Lo scenario è incerto in una decina di Stati dove la partita sull’aborto è legata all’esito delle elezioni locali. Tra le realtà in cui l’accesso ai servizi di interruzione della gravidanza non sono in discussione, perché tutelati da consolidate leggi locali, vanno segnalati le fughe in avanti di alcuni governatori determinati a sfruttare la devolution della Corte – se così la si può chiamare – per allargare ulteriormente le maglie dell’aborto.
La California, per esempio, pare intenzionata a inserirlo nella propria costituzione con un emendamento da mettere al voto a novembre. Il titolare del governo locale, Gavin Newsom, ha annunciato anche un accordo con i vicini Oregon e Washington per creare un blocco a difesa delle cliniche abortive che, secondo gli addetti ai lavori, si sono da mesi organizzate per recepire il flusso di donne che migreranno da uno Stato restrittivo a uno permissivo. I democratici temono che la campagna pro-life dei repubblicani possa arrivare al Congresso sfociando in iniziative di portata nazionale. Rischio amplificato dall’esito incerto delle elezioni di midterm da cui, in autunno, potrebbe arrivare uno schiaffo per i democratici.
Per questo chiedono al presidente Biden di agire. Ardita è la proposta di proclamare lo stato di emergenza nazionale sull’aborto. Più concreta quella dei deputati che chiedono nell’immediato azioni su tre fronti: fondi a favore delle associazioni che promuovono il controllo delle nascite, garanzie a tutela delle “rotte dell’aborto”, intangibilità dei protocolli relativi all’interruzione chimica della gravidanza. Il ricorso alla pillola Ru486 – mifepristone più misoprostolo – è sempre più diffuso (oltre il 50% degli aborti nel 2020). Soprattutto da quando, l’anno scorso, la Food and Drug Administration (Fda) ne ha approvato l’auto-somministrazione: i farmaci vengono prescritti online dopo consultazione in telemedicina, e consegnati per posta. Pratica facile e veloce che ha visto un boom nelle ore che, venerdì, hanno preceduto la sentenza della Corte.

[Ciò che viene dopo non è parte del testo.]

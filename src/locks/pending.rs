/*
    Copyright © 2023, ParallelChain Lab
    Licensed under the Apache License, Version 2.0: http://www.apache.org/licenses/LICENSE-2.0
*/

//! FIFO queue of lock requests waiting for one element.

use std::collections::VecDeque;

use crate::types::{PendingRequest, UserId};

/// Requests waiting for an element, oldest first. A user appears at most once.
#[derive(Clone, Debug, Default, PartialEq)]
pub struct PendingQueue {
    requests: VecDeque<PendingRequest>,
}

impl PendingQueue {
    pub fn new() -> Self {
        Self::default()
    }

    /// Append `request` to the back of the queue, unless its user is already queued. Returns whether
    /// the request was appended.
    pub fn push(&mut self, request: PendingRequest) -> bool {
        if self.contains(&request.user) {
            return false;
        }
        self.requests.push_back(request);
        true
    }

    /// Put `request` at the front of the queue, moving its user there if they are already queued.
    /// Returns whether the queue changed.
    pub fn push_front(&mut self, request: PendingRequest) -> bool {
        if self.position(&request.user) == Some(0) {
            return false;
        }
        self.remove(&request.user);
        self.requests.push_front(request);
        true
    }

    /// Remove and return the oldest request.
    pub fn pop_front(&mut self) -> Option<PendingRequest> {
        self.requests.pop_front()
    }

    /// Remove the request of `user`. Returns whether there was one.
    pub fn remove(&mut self, user: &UserId) -> bool {
        match self.position(user) {
            Some(index) => {
                self.requests.remove(index);
                true
            }
            None => false,
        }
    }

    pub fn contains(&self, user: &UserId) -> bool {
        self.position(user).is_some()
    }

    /// The zero-based position of `user` in the queue.
    pub fn position(&self, user: &UserId) -> Option<usize> {
        self.requests.iter().position(|request| request.user == *user)
    }

    pub fn front(&self) -> Option<&PendingRequest> {
        self.requests.front()
    }

    pub fn len(&self) -> usize {
        self.requests.len()
    }

    pub fn is_empty(&self) -> bool {
        self.requests.is_empty()
    }

    pub fn iter(&self) -> impl Iterator<Item = &PendingRequest> {
        self.requests.iter()
    }
}

#[test]
fn pending_queue_is_fifo_and_unique_test() {
    use crate::types::Timestamp;
    use std::time::Duration;

    let request = |user: &str, at: f64| PendingRequest {
        user: UserId::from(user),
        requested_at: Timestamp::from_secs(at),
        lease: Duration::from_secs(30),
    };

    let mut queue = PendingQueue::new();
    assert!(queue.push(request("bob", 1.0)));
    assert!(queue.push(request("carol", 2.0)));
    assert!(!queue.push(request("bob", 3.0)));
    assert_eq!(queue.len(), 2);
    assert_eq!(queue.position(&UserId::from("carol")), Some(1));

    assert!(queue.remove(&UserId::from("bob")));
    assert!(!queue.remove(&UserId::from("bob")));
    assert_eq!(queue.pop_front().map(|r| r.user), Some(UserId::from("carol")));
    assert!(queue.is_empty());
}

#[test]
fn push_front_moves_user_to_head_test() {
    use crate::types::Timestamp;
    use std::time::Duration;

    let request = |user: &str| PendingRequest {
        user: UserId::from(user),
        requested_at: Timestamp::from_secs(1.0),
        lease: Duration::from_secs(30),
    };

    let mut queue = PendingQueue::new();
    queue.push(request("bob"));
    queue.push(request("carol"));
    assert!(queue.push_front(request("carol")));
    assert!(!queue.push_front(request("carol")));
    assert_eq!(queue.len(), 2);
    assert_eq!(queue.position(&UserId::from("carol")), Some(0));
    assert_eq!(queue.position(&UserId::from("bob")), Some(1));
}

Al momento è vietata in 19 Stati. Ciò non esclude che possa essere aggirata e, soprattutto, che le donne possano anche solo varcare il confine per ricevere il farmaco a domicilio. Alcune organizzazioni pro-aborto, come «Just the Pill», stanno già organizzando “cliniche mobili” per operare ai confini distribuendo pillole ed effettuando interventi chirurgici. Fa da sfondo allo scenario la polemica sui sei dei nove giudici della Corte Suprema – tre dei quali nominati da Trump tra il 2018 e il 2021 – che hanno firmato la sentenza “rivoluzionaria”. La deputata progressista di New York, Alexandria Ocasio Cortez, ne ha ventilato l’impeachment.